Operating between the optic and the haptic (the visual and the tactile), Moss’s voluminous, transparent sculptural objects reflect and embody her interest in the commonplace conventions and faculties of daily life, as well as the superstructures that inflect those conventions and faculties. Carved and shaped, Moss creates clear sculptures that act as a multilevel container for painting and texts. Moss likens the viewer’s relationship to them as similar to that of “a person wearing a sweatshirt”—confronting the viewer with both a figure as a spatial proposition, as well as a textual announcement.
Moss describes the new series of hand-carved “L”-shaped sculptures within Gray Mandates as “brackets, arrows, corners, ‘L’s, depending on how they’re exhibited.” Completely modular along all axes, their mutability is core to their function.

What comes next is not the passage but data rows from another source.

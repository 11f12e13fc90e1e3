use clap::Parser;
use env_logger::Env;
use log::{debug, error, info};
use plate_check::config::{DEFAULT_DETECT_URL, DEFAULT_TIMEOUT_SECS, DEFAULT_VERIFY_URL};
use plate_check::results::ResultsCard;
use plate_check::{CapturePipeline, CaptureSurface, FileCamera, ScreenEvent, ServiceConfig};
use std::path::PathBuf;
use std::sync::Arc;
use std::time::Duration;

#[macro_use]
extern crate failure;

const EXIT_NO_PERMIT: i32 = 1;
const EXIT_FAILED: i32 = 2;
const EXIT_NO_PLATE: i32 = 3;

/// Read the license plate in a photo and check whether it has a valid parking permit.
#[derive(Parser, Debug)]
#[command(name = "plate-check", version)]
struct Args {
    /// Photo of the vehicle's license plate
    image: PathBuf,

    #[arg(long, env = "DETECT_URL", default_value = DEFAULT_DETECT_URL)]
    detect_url: String,

    #[arg(long, env = "VERIFY_URL", default_value = DEFAULT_VERIFY_URL)]
    verify_url: String,

    /// Per-request timeout for both remote services
    #[arg(long, env = "REQUEST_TIMEOUT_SECS", default_value_t = DEFAULT_TIMEOUT_SECS)]
    timeout_secs: u64,

    /// Print the outcome as JSON instead of a results card
    #[arg(long)]
    json: bool,
}

#[tokio::main]
async fn main() {
    env_logger::Builder::from_env(Env::default().default_filter_or("info")).init();
    let args = Args::parse();
    info!("Starting plate-check");

    let code = match run(args).await {
        Ok(code) => code,
        Err(e) => {
            error!("{}", e);
            EXIT_FAILED
        }
    };
    info!("Exiting main");
    std::process::exit(code);
}

async fn run(args: Args) -> Result<i32, failure::Error> {
    let config = ServiceConfig::new(
        &args.detect_url,
        &args.verify_url,
        Duration::from_secs(args.timeout_secs),
    )?;
    let camera = Arc::new(FileCamera::new(args.image).with_device("file"));
    let pipeline = CapturePipeline::from_config(camera, &config)?;
    let (surface, mut view) = CaptureSurface::mount(Arc::new(pipeline));

    let mut state = view.state.clone();
    tokio::spawn(async move {
        while state.changed().await.is_ok() {
            debug!("Stage: {:?}", state.borrow().stage);
        }
    });

    let task = surface
        .capture()
        .ok_or_else(|| format_err!("Capture request was rejected"))?;
    let code = match view.events.recv().await {
        Some(ScreenEvent::ShowResults(outcome)) => {
            if args.json {
                println!("{}", serde_json::to_string_pretty(&outcome)?);
            } else {
                print!("{}", ResultsCard(&outcome));
            }
            if outcome.permit_valid() {
                0
            } else {
                EXIT_NO_PERMIT
            }
        }
        Some(ScreenEvent::NoPlateFound(alert)) => {
            eprintln!("{}", alert);
            EXIT_NO_PLATE
        }
        Some(ScreenEvent::Failed(alert)) => {
            eprintln!("{}", alert);
            EXIT_FAILED
        }
        None => return Err(format_err!("Capture surface closed without a result")),
    };
    task.await
        .map_err(|e| format_err!("Capture task failed: {}", e))?;
    Ok(code)
}
use base64::Engine;
use bytes::Bytes;
use serde::Serialize;

/// Shown on the results screen whenever the permit lookup did not complete.
pub const VERIFY_FAILED_MESSAGE: &str = "Failed to verify permit";

/// A photo as handed over by the camera, before any processing.
#[derive(Debug, Clone)]
pub struct CapturedImage {
    pub uri: String,
    pub data: Bytes,
    pub width_hint: Option<u32>,
    pub height_hint: Option<u32>,
    pub device: Option<String>,
}

#[derive(Debug, Clone, Copy, PartialEq, Eq)]
pub enum PayloadFormat {
    Jpeg,
}

/// Compressed image ready for upload. Consumed by a single detection call.
#[derive(Debug)]
pub struct EncodedPayload {
    pub data: Bytes,
    pub format: PayloadFormat,
    pub width: u32,
    pub height: u32,
}

impl EncodedPayload {
    pub fn to_base64(&self) -> String {
        base64::engine::general_purpose::STANDARD.encode(&self.data)
    }
}

/// Plate text is raw OCR output and is passed along untouched.
#[derive(Debug, Clone, PartialEq, Eq)]
pub enum DetectionResult {
    NoPlateFound,
    PlateFound(String),
}

#[derive(Debug, Clone, PartialEq, Eq)]
pub enum VerificationResult {
    Verified(bool),
    Unavailable(String),
}

impl VerificationResult {
    /// Only an affirmative answer from the verification service counts.
    pub fn permit_valid(&self) -> bool {
        match self {
            VerificationResult::Verified(valid) => *valid,
            VerificationResult::Unavailable(_) => false,
        }
    }
}

/// Terminal record of one capture, handed to the results screen.
#[derive(Debug, Clone, PartialEq, Eq, Serialize)]
#[serde(rename_all = "camelCase")]
pub struct Outcome {
    image_uri: String,
    plate_text: Option<String>,
    permit_valid: bool,
    #[serde(skip_serializing_if = "Option::is_none")]
    error_message: Option<String>,
    #[serde(skip_serializing_if = "Option::is_none")]
    api_debug: Option<String>,
}

impl Outcome {
    pub fn new(
        image_uri: String,
        plate_text: String,
        verification: VerificationResult,
        api_debug: Option<String>,
    ) -> Outcome {
        let error_message = match verification {
            VerificationResult::Verified(_) => None,
            VerificationResult::Unavailable(_) => Some(VERIFY_FAILED_MESSAGE.to_string()),
        };
        Outcome {
            image_uri,
            plate_text: Some(plate_text),
            permit_valid: verification.permit_valid(),
            error_message,
            api_debug,
        }
    }

    pub fn image_uri(&self) -> &str {
        &self.image_uri
    }

    pub fn plate_text(&self) -> Option<&str> {
        self.plate_text.as_deref()
    }

    pub fn permit_valid(&self) -> bool {
        self.permit_valid
    }

    pub fn error_message(&self) -> Option<&str> {
        self.error_message.as_deref()
    }

    pub fn api_debug(&self) -> Option<&str> {
        self.api_debug.as_deref()
    }
}
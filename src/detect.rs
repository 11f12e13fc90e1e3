use crate::error::ClientError;
use crate::types::{DetectionResult, EncodedPayload};
use async_trait::async_trait;
use log::{debug, info};
use serde_json::{json, Value};
use url::Url;

/// Plate detection and OCR over an encoded photo.
#[async_trait]
pub trait PlateDetector: Send + Sync {
    async fn detect(&self, payload: EncodedPayload) -> Result<Detection, ClientError>;
}

#[derive(Debug, Clone, PartialEq)]
pub struct Detection {
    pub result: DetectionResult,
    /// Response body as received, kept for diagnostics.
    pub raw: Value,
}

impl Detection {
    /// The service answers with a JSON array whose first element is the plate text.
    /// An empty array, a null or an empty string mean no plate was seen.
    pub fn from_response(raw: Value) -> Result<Detection, ClientError> {
        let result = match &raw {
            Value::Array(items) => match items.first() {
                None | Some(Value::Null) => DetectionResult::NoPlateFound,
                Some(Value::String(text)) if text.is_empty() => DetectionResult::NoPlateFound,
                Some(Value::String(text)) => DetectionResult::PlateFound(text.clone()),
                Some(other) => {
                    return Err(ClientError::Protocol(format!(
                        "unexpected plate value {}",
                        other
                    )))
                }
            },
            other => {
                return Err(ClientError::Protocol(format!(
                    "expected a JSON array, got {}",
                    other
                )))
            }
        };
        Ok(Detection { result, raw })
    }
}

pub struct DetectionClient {
    http: reqwest::Client,
    endpoint: Url,
}

impl DetectionClient {
    pub fn new(http: reqwest::Client, endpoint: Url) -> DetectionClient {
        DetectionClient { http, endpoint }
    }
}

#[async_trait]
impl PlateDetector for DetectionClient {
    async fn detect(&self, payload: EncodedPayload) -> Result<Detection, ClientError> {
        debug!(
            "Posting {} byte {:?} payload to {}",
            payload.data.len(),
            payload.format,
            self.endpoint
        );
        let body = json!({ "image": payload.to_base64() });
        drop(payload);

        let response = self
            .http
            .post(self.endpoint.clone())
            .json(&body)
            .send()
            .await?;
        let status = response.status();
        if !status.is_success() {
            let body = response.text().await.unwrap_or_default();
            return Err(ClientError::Status {
                status: status.as_u16(),
                body,
            });
        }

        let bytes = response.bytes().await?;
        let value = serde_json::from_slice::<Value>(&bytes).map_err(|e| {
            ClientError::Protocol(format!("detection response is not JSON: {}", e))
        })?;
        let detection = Detection::from_response(value)?;
        info!("Detection result: {:?}", detection.result);
        Ok(detection)
    }
}
use crate::error::ConfigError;
use log::debug;
use std::time::Duration;
use url::Url;

pub const DEFAULT_DETECT_URL: &str = "https://parkd-endpoint.vercel.app/api/detect_and_ocr";
pub const DEFAULT_VERIFY_URL: &str = "https://parkd-verification.vercel.app/api/verify/";
pub const DEFAULT_TIMEOUT_SECS: u64 = 15;

/// Where the two remote services live and how long to wait for each call.
#[derive(Debug, Clone)]
pub struct ServiceConfig {
    pub detect_url: Url,
    /// Plate text is appended to this as a single path segment.
    pub verify_url: Url,
    pub timeout: Duration,
}

impl ServiceConfig {
    pub fn new(
        detect_url: &str,
        verify_url: &str,
        timeout: Duration,
    ) -> Result<ServiceConfig, ConfigError> {
        if timeout == Duration::from_secs(0) {
            return Err(ConfigError::ZeroTimeout);
        }
        Ok(ServiceConfig {
            detect_url: parse_endpoint("detection", detect_url)?,
            verify_url: parse_endpoint("verification", verify_url)?,
            timeout,
        })
    }

    /// Builds the HTTP client shared by both service clients.
    pub fn http_client(&self) -> Result<reqwest::Client, ConfigError> {
        debug!("Building HTTP client with {:?} timeout", self.timeout);
        reqwest::Client::builder()
            .timeout(self.timeout)
            .build()
            .map_err(|e| ConfigError::HttpClient(e.to_string()))
    }
}

fn parse_endpoint(name: &'static str, raw: &str) -> Result<Url, ConfigError> {
    let invalid = |reason: String| ConfigError::InvalidUrl {
        name,
        url: raw.to_string(),
        reason,
    };
    let url = Url::parse(raw).map_err(|e| invalid(e.to_string()))?;
    match url.scheme() {
        "http" | "https" => {}
        other => return Err(invalid(format!("unsupported scheme {}", other))),
    }
    if url.cannot_be_a_base() {
        return Err(invalid("URL cannot be used as a base".to_string()));
    }
    Ok(url)
}
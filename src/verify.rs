use crate::error::ClientError;
use crate::types::VerificationResult;
use async_trait::async_trait;
use log::{debug, info, warn};
use serde_json::Value;
use url::Url;

/// Permit lookup by plate text. `Ok(true)` only for an explicit "valid" answer.
#[async_trait]
pub trait PermitVerifier: Send + Sync {
    async fn verify(&self, plate_text: &str) -> Result<bool, ClientError>;
}

/// Runs the lookup and folds any failure into `Unavailable`; never fails.
pub async fn check(verifier: &dyn PermitVerifier, plate_text: &str) -> VerificationResult {
    match verifier.verify(plate_text).await {
        Ok(valid) => VerificationResult::Verified(valid),
        Err(e) => {
            warn!("Verification error for plate {:?}: {}", plate_text, e);
            VerificationResult::Unavailable(e.to_string())
        }
    }
}

/// Reads the `valid` flag. Anything but a JSON `true` counts as not valid.
pub fn permit_flag(body: &[u8]) -> Result<bool, ClientError> {
    let value = serde_json::from_slice::<Value>(body).map_err(|e| {
        ClientError::Protocol(format!("verification response is not JSON: {}", e))
    })?;
    Ok(value["valid"].as_bool().unwrap_or(false))
}

pub struct VerificationClient {
    http: reqwest::Client,
    base: Url,
}

impl VerificationClient {
    pub fn new(http: reqwest::Client, base: Url) -> VerificationClient {
        VerificationClient { http, base }
    }

    /// The plate text becomes one percent-encoded path segment under `base`.
    pub fn lookup_url(&self, plate_text: &str) -> Result<Url, ClientError> {
        let mut url = self.base.clone();
        url.path_segments_mut()
            .map_err(|_| ClientError::Transport(format!("{} cannot be a base URL", self.base)))?
            .pop_if_empty()
            .push(plate_text);
        Ok(url)
    }
}

#[async_trait]
impl PermitVerifier for VerificationClient {
    async fn verify(&self, plate_text: &str) -> Result<bool, ClientError> {
        let url = self.lookup_url(plate_text)?;
        debug!("Verifying permit at {}", url);
        let response = self.http.get(url).send().await?;
        let status = response.status();
        if !status.is_success() {
            let body = response.text().await.unwrap_or_default();
            return Err(ClientError::Status {
                status: status.as_u16(),
                body,
            });
        }
        let valid = permit_flag(&response.bytes().await?)?;
        info!("Permit for plate {:?} valid: {}", plate_text, valid);
        Ok(valid)
    }
}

They can be stacked, nested or hung in any direction, making them building blocks.
The importance of textual elements within Moss’s overall practice is paramount. Those within Gray Mandates are culled from official U.S statutory descriptors for such conceptual and physical entities as ‘Object, ’Site,’ ‘Structure,’ ‘Museum,’ ‘Building,’ and ‘District.’ At once humorous and discomforting, they allow an investigation of the excesses that occur in attempting to move from theory to practice, and illuminate the gaps that occur when cultural or societal constructs attempt to encompass the desires of their constituents.